_TASK INSTRUCTIONS:_
Look through the data that follows and say how many of its lines contain "author", giving the number only.

(Entries taken from a collection)
_ _ _ _
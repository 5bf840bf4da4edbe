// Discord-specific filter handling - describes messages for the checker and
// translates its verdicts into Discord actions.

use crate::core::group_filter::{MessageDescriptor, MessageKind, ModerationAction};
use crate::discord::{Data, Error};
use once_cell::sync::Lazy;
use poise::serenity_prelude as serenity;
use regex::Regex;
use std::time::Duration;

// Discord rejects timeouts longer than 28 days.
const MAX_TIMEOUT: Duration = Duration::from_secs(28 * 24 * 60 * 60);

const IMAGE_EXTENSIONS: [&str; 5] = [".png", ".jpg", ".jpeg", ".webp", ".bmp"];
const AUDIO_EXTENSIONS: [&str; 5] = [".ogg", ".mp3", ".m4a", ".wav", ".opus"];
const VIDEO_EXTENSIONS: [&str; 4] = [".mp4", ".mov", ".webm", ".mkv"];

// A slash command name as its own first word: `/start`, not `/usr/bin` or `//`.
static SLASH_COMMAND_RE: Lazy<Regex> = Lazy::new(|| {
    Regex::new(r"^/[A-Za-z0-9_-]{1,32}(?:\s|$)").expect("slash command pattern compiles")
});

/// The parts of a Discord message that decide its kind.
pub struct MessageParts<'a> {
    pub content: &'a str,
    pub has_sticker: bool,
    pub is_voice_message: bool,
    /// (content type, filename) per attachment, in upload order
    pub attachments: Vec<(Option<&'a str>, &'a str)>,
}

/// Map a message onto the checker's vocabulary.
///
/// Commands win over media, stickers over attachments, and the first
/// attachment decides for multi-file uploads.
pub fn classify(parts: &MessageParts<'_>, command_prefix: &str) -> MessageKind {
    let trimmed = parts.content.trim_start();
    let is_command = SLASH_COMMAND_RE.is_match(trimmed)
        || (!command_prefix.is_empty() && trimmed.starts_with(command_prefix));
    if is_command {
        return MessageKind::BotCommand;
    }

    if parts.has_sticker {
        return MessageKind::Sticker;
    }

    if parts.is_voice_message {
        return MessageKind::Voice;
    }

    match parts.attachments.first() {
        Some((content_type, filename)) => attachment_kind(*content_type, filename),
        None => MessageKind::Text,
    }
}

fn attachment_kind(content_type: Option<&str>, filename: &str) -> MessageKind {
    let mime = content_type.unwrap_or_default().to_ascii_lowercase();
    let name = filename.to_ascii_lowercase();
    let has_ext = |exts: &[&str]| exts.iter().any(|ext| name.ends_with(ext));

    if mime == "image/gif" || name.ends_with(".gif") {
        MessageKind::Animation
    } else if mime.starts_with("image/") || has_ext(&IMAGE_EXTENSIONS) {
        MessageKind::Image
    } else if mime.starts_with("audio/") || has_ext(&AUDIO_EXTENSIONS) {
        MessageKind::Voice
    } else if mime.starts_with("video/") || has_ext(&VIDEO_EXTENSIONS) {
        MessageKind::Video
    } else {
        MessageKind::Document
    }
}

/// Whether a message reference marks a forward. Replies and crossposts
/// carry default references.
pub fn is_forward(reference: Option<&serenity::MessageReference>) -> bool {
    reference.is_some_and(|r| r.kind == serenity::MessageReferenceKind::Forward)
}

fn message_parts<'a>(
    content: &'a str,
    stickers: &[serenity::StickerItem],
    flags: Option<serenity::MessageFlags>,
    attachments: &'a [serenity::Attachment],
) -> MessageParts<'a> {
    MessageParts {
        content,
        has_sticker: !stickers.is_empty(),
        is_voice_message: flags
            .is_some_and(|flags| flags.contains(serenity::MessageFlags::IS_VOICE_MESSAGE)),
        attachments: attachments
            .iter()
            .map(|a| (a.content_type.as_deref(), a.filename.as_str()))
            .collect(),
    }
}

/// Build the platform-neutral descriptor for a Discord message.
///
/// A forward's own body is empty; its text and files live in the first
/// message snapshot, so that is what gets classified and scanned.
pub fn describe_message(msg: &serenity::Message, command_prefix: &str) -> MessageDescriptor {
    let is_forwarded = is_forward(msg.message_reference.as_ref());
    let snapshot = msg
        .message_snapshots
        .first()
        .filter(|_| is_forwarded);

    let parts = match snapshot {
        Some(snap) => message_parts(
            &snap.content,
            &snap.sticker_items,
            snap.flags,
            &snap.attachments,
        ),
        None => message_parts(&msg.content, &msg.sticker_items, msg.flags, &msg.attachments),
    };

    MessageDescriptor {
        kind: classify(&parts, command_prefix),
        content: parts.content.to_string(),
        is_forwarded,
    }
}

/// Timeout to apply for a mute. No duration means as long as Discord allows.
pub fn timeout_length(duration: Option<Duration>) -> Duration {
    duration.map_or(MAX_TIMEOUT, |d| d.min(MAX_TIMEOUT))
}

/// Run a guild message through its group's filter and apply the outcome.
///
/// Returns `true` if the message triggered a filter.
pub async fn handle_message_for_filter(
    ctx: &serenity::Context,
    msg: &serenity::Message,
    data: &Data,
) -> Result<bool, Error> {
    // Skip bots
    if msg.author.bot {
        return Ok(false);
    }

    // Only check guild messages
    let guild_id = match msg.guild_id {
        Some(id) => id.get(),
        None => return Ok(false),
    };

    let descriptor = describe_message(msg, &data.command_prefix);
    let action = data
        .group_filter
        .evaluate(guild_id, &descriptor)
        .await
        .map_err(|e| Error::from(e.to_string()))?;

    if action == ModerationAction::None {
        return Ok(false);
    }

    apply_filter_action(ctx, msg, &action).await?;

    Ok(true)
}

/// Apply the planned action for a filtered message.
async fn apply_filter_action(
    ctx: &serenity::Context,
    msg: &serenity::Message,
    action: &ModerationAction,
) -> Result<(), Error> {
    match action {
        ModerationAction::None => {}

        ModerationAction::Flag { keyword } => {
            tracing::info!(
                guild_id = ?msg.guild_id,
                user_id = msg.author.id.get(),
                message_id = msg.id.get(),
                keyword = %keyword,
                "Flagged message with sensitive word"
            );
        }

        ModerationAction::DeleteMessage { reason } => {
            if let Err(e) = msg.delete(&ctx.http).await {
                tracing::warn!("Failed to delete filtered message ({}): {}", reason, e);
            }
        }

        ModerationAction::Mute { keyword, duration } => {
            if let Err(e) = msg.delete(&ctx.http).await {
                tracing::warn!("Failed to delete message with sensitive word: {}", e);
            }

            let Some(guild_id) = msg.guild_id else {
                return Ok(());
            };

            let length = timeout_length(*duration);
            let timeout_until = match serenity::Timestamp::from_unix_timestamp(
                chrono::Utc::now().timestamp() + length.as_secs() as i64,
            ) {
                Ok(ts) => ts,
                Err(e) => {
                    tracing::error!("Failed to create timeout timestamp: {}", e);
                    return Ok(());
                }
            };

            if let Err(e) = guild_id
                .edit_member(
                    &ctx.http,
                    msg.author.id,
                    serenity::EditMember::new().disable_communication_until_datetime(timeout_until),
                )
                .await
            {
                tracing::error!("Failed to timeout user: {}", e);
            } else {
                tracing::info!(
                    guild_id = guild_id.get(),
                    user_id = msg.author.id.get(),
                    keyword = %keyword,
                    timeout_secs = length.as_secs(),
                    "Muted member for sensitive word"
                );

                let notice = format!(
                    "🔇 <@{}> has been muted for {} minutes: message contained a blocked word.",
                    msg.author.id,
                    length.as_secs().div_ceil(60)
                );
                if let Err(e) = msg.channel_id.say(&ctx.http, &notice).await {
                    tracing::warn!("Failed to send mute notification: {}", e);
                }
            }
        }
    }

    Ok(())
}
_ _ _ _
_PROBLEM SOLUTION:_
5